中国で後漢代初期に盛行し、黄河流域より北を中心に流通した[1]。内向きの円弧を連ねた連弧文銘帯鏡の銘帯が斜角雷文帯に置き換わって成立したとされ、平面的な幾何学的な文様である事が特徴[2]。また鈕座の四葉文や連弧文に四言の吉祥句を入れるほかには銘文を持たない事が多いが、ハーバード大学美術館蔵の内行花文鏡には永平7年(64年)に公孫家という民間工房で製作され、金額が300銭(下級官吏の月俸より安価)と記されており、日用品として流通していたと考えられる[2]。

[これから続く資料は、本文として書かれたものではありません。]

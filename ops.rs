// Copyright © 2023 David Caldwell <david@porkrind.org>

// Various operations we can do on TI disk images

use crate::block::logical::Logical;
use crate::block::{split_volume, DiskMedia, Geometry, ImageFormat, SectorDevice, SharedMedia, SECTOR_SIZE,
                   DSDD_GEOMETRY, DSSD_GEOMETRY, SSDD_GEOMETRY, SSSD_GEOMETRY};
use crate::fs::fdr::{Fdr, PROGRAM};
use crate::fs::vib::Vib;
use crate::fs::{DiskFs, VIB_SECTOR};

use std::path::{PathBuf, Path};

use anyhow::{anyhow, Context};
use log::info;
use pretty_hex::PrettyHex;
use serde::Deserialize;

pub type TiFs = DiskFs<Logical>;

#[derive(Debug, Deserialize, Clone, Copy, PartialEq, Eq, strum::EnumVariantNames)]
#[serde(rename_all = "lowercase")]
#[strum(serialize_all = "lowercase")]
pub enum DiskType {
    SSSD,
    DSSD,
    SSDD,
    DSDD,
}

impl DiskType {
    pub fn geometry(&self) -> Geometry {
        match self {
            DiskType::SSSD => SSSD_GEOMETRY,
            DiskType::DSSD => DSSD_GEOMETRY,
            DiskType::SSDD => SSDD_GEOMETRY,
            DiskType::DSDD => DSDD_GEOMETRY,
        }
    }
}

pub fn image_format_from_ext(path: &Path) -> anyhow::Result<ImageFormat> {
    let (file, _) = split_volume(path);
    let ext = file.extension().and_then(|oss| oss.to_str()).map(|e| e.to_lowercase());
    match ext.as_deref() {
        Some("dsk") | Some("v9t9")         => Ok(ImageFormat::V9t9),
        Some("pc99") | Some("trk")         => Ok(ImageFormat::Pc99),
        Some("ana") | Some("anadisk")      => Ok(ImageFormat::AnaDisk),
        Some("cf7") | Some("img")          => Ok(ImageFormat::Cf7),
        Some(ext) => Err(anyhow!("Unknown image type {}", ext)),
        None      => Err(anyhow!("Unknown image type for {}", path.to_string_lossy())),
    }
}

pub fn open_media(path: &Path) -> anyhow::Result<SharedMedia> {
    let (file, _) = split_volume(path);
    std::fs::metadata(&file).with_context(|| format!("{}", file.to_string_lossy()))?;
    let media = DiskMedia::open(path);
    if media.format() == ImageFormat::Unknown {
        return Err(anyhow!("{}: not a disk image I understand", path.to_string_lossy()));
    }
    Ok(media.shared())
}

pub fn open_fs(media: &SharedMedia) -> anyhow::Result<TiFs> {
    DiskFs::open(Logical::new(media.clone()))
}

pub fn ls(fs: &TiFs, long: bool) -> anyhow::Result<()> {
    println!("Volume {}", fs.vib.name());
    for dir in fs.directories() {
        if !dir.name.is_empty() {
            println!("\n{}:", dir.name);
        }
        for f in fs.files(&dir)? {
            match long {
                false => println!("{:?}", f.fdr),
                true  => println!("{:#?}", f.fdr),
            }
        }
    }
    let free_sectors = fs.free_sectors();
    let used_sectors = fs.used_sectors();
    let total = (used_sectors + free_sectors).max(1);
    println!("\nUsed  {:4} sectors {:7} bytes {:3}%\nFree  {:4} sectors {:7} bytes {:3}%\nTotal {:4} sectors {:7} bytes",
             used_sectors, used_sectors * SECTOR_SIZE, used_sectors * 100 / total,
             free_sectors, free_sectors * SECTOR_SIZE, free_sectors * 100 / total,
             used_sectors + free_sectors, (used_sectors + free_sectors) * SECTOR_SIZE);
    Ok(())
}

pub fn cp_from_image(fs: &TiFs, src: &Path, dest: &Path) -> anyhow::Result<()> {
    let local_dest = match (dest.exists(), std::fs::metadata(&dest)) {
        (true, Ok(m)) if m.is_dir() => dest.join(src.file_name().ok_or(anyhow!("Bad filename: {}", src.to_string_lossy()))?),
        (true, Err(e)) => Err(e).with_context(|| format!("{}", dest.to_string_lossy()))?,
        (_, _) => dest.to_owned(),
    };
    let source_file = path_to_ti_filename(src)?;
    let file = fs.open_file(&source_file)?;
    print!("{} -> {}", source_file, local_dest.to_string_lossy());
    let data = fs.read_file(&file)?;
    std::fs::write(&local_dest, &data).with_context(|| format!("{}", local_dest.to_string_lossy()))?;
    print!("... Successfully copied {} sectors ({} bytes)\n", file.fdr.total_sectors, data.len());
    Ok(())
}

// Host files go in as PROGRAM images; that's the only type whose length is exact to the byte.
pub fn cp_into_image(fs: &mut TiFs, src: &Path, dest: &Path) -> anyhow::Result<()> {
    let dest = match dest {
        d if d == Path::new(".") => Path::new(src.file_name().ok_or_else(|| anyhow!("Need source filename to use '.'"))?),
        d => d,
    };
    let (dir, name) = fs.split_path(&path_to_ti_filename(dest)?)?;
    let buf = std::fs::read(src).with_context(|| format!("{}", src.to_string_lossy()))?;
    let entry = fs.add_file(&dir, Fdr::new(&name, PROGRAM, 0)?, &buf)?;
    info!("Copied {} into {} ({} sectors)", src.to_string_lossy(), entry.name(), entry.fdr.total_sectors);
    Ok(())
}

pub fn rm(fs: &mut TiFs, file: &Path) -> anyhow::Result<()> {
    fs.delete_file(&path_to_ti_filename(file)?)
}

pub fn cat(fs: &TiFs, file: &Path) -> anyhow::Result<Vec<u8>> {
    fs.read_file(&fs.open_file(&path_to_ti_filename(file)?)?)
}

/// Backs the old image up to `.bak` and writes the new one in its place.
pub fn save_image(media: &SharedMedia, filename: &Path, format: ImageFormat) -> anyhow::Result<()> {
    let (file, volume) = split_volume(filename);
    if file.exists() {
        let bakname = file.append(".bak");
        std::fs::copy(&file, &bakname).with_context(|| format!("{}", bakname.to_string_lossy()))?;
    }
    let mut media = media.borrow_mut();
    if volume.is_some() {
        media.set_volume(volume);
    }
    media.save_as(&file, format)
}

pub fn dump(media: &SharedMedia, by_sector: bool) -> anyhow::Result<()> {
    if by_sector {
        let image = Logical::new(media.clone());
        for s in 0..image.sectors() {
            println!("Sector {}\n{:?}", s, image.read_sector(s)?.hex_dump());
        }
    } else {
        let media = media.borrow();
        for side in 0..media.num_sides() {
            for (t, track) in media.tracks(side).iter().enumerate() {
                println!("Track {} side {}: {:?}\n{:?}", t, side, track, track.data.hex_dump());
            }
        }
    }
    Ok(())
}

pub fn dump_file(fs: &TiFs, file: &Path) -> anyhow::Result<()> {
    let entry = fs.open_file(&path_to_ti_filename(file)?)?;
    println!("{:#?}", entry.fdr);
    for (i, sector) in entry.fdr.sectors().enumerate() {
        println!("File sector {} (disk sector {})\n{:?}", i, sector, fs.read_file_sector(&entry, i)?.hex_dump());
    }
    Ok(())
}

pub fn dump_vib(media: &SharedMedia) -> anyhow::Result<()> {
    let image = Logical::new(media.clone());
    let vib = Vib::from_repr(&image.read_sector(VIB_SECTOR)?)?;
    println!("{:#?}", vib);
    Ok(())
}

pub fn check(fs: &TiFs) -> anyhow::Result<()> {
    let report = fs.check_disk()?;
    for s in report.cross_linked.iter()       { println!("Sector {:4}: cross linked", s) }
    for s in report.unallocated_in_use.iter() { println!("Sector {:4}: in use but marked free", s) }
    for s in report.allocated_unused.iter()   { println!("Sector {:4}: marked used but not in any file", s) }
    match report.is_clean() {
        true  => { println!("No problems found"); Ok(()) },
        false => Err(anyhow!("{} problem sectors", report.cross_linked.len() + report.unallocated_in_use.len() + report.allocated_unused.len())),
    }
}

pub fn mkfs(image: &Path, dtype: DiskType, name: &str) -> anyhow::Result<()> {
    let format = image_format_from_ext(image)?;
    let (file, _) = split_volume(image);
    if format != ImageFormat::Cf7 && file.exists() {
        return Err(anyhow!("{} already exists", file.to_string_lossy()));
    }
    let geometry = dtype.geometry();
    let media = DiskMedia::formatted(geometry).shared();
    DiskFs::format(Logical::with_geometry(media.clone(), geometry), name, &geometry)?;
    save_image(&media, image, format)
}

pub fn convert(media: &SharedMedia, image_type: ImageFormat, dest: &Path) -> anyhow::Result<()> {
    save_image(media, dest, image_type)
}

pub fn path_to_ti_filename(p: &Path) -> anyhow::Result<String> {
    Ok(p.to_str().ok_or(anyhow!("Bad filename: {}", p.to_string_lossy()))?
        .to_uppercase())
}

// Adapted from https://internals.rust-lang.org/t/pathbuf-has-set-extension-but-no-add-extension-cannot-cleanly-turn-tar-to-tar-gz/14187/10
use std::ffi::{OsString, OsStr};
trait Append {
    fn append(&self, ext: impl AsRef<OsStr>) -> PathBuf;
}

impl Append for Path {
    fn append(&self, ext: impl AsRef<OsStr>) -> PathBuf {
        let mut os_string: OsString = self.to_owned().into();
        os_string.push(ext.as_ref());
        os_string.into()
    }
}
impl Debug for DiskMedia {
    fn fmt(&self, f: &mut std::fmt::Formatter<'_>) -> std::fmt::Result {
        if f.alternate() {
            write!(f, "Disk {:?} {:?}, {} tracks, {} sides{}{}\n",
                   self.path, self.format, self.num_tracks(), self.num_sides(),
                   if self.write_protected { ", write protected" } else { "" },
                   if self.changed { ", modified" } else { "" })?;
            for (side, tracks) in self.sides.iter().enumerate() {
                for (t, track) in tracks.iter().enumerate() {
                    write!(f, "Side {} Track {}: {:?}, {} sectors\n", side, t, track.density, track.sectors.len())?;
                }
            }
            Ok(())
        } else {
            f.debug_struct("DiskMedia")
                .field("path",   &self.path)
                .field("format", &self.format)
                .field("tracks", &self.num_tracks())
                .field("sides",  &self.num_sides())
                .field("changed", &self.changed)
                .finish()
        }
    }
}
// Copyright © 2023 David Caldwell <david@porkrind.org>

//! Errors that callers may want to tell apart. They travel inside `anyhow::Error`; use
//! `err.downcast_ref::<DiskError>()` to get at them.

use thiserror::Error;

use crate::block::ImageFormat;

#[derive(Error, Debug, Clone, PartialEq, Eq)]
pub enum DiskError {
    #[error("Operation not supported: {0}")]
    Unsupported(&'static str),

    #[error("Disk full")]
    DiskFull,

    #[error("File is too fragmented")]
    TooFragmented,

    #[error("File not found: {0}")]
    FileNotFound(String),

    #[error("File exists: {0}")]
    FileExists(String),

    #[error("Directory full")]
    DirectoryFull,

    #[error("Invalid file name: {0:?}")]
    InvalidName(String),

    #[error("Invalid file descriptor record in sector {0}")]
    InvalidFdr(usize),

    #[error("Disk is not formatted (no volume information block)")]
    NotFormatted,

    #[error("Disk is write protected")]
    WriteProtected,

    #[error("Image can't be represented as {0:?}: {1}")]
    CannotRepresent(ImageFormat, &'static str),
}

中国各地で出土する他、朝鮮の楽浪古墳や日本の弥生時代から古墳時代にかけても出土し、特に古墳時代前期・中期に多数の出土例がある。 三雲南小路遺跡では内行花文鏡系が31面、有田・平原遺跡では内行花文鏡系8面出土するなど[3]、初期は北部九州からの出土が顕著である。
輸入された船載鏡と共に、国内で鋳造された仿製鏡も多数出土し、後述の大型内行花文鏡は大陸での出土例が無いことから仿製鏡とされる。
内行花文鏡は鏡背中央の鈕座の周りに、基本8つの連弧を内向きに一巡させた文様を有する鏡。ただし稀に連弧が11個、9個、6個、5個の鏡も存在する。正式には「連弧文鏡」と呼ばれ、日本では文様を花弁に見立て「内行花文鏡」と呼ばれる。 またバリエーションも様々で、大きさは手のひらサイズから祭祀用の大型まで多様であり、図像も連弧の外に雲雷文を並べた雲雷文内行花文鏡や、雲雷文が突起状に飛び出した雲雷文鏡の亜種、鈕座と連弧の間に長宜子孫などの銘文を入れたもの、銘文を連弧外周に並べた内行花文銘帯鏡、鈕座に連珠文を配置するもの、直線と円を使用した紋様を有する直弧文縁内行花文鏡などが存在する。また連弧と鈕座の間にも多種多様な図像が造形されているものもある。
鈕座はこうもり型、四葉型、円型などがあるが、後述の大型内行花文鏡は八葉型である。
大きさは大小様々であるが、2006年に国宝に指定された福岡県平原方形周溝墓出土品一括の中に直径46.5cmの大型内行花文鏡が含まれており、現在までに日本国内で出土した銅鏡の中で日本最大の大きさである。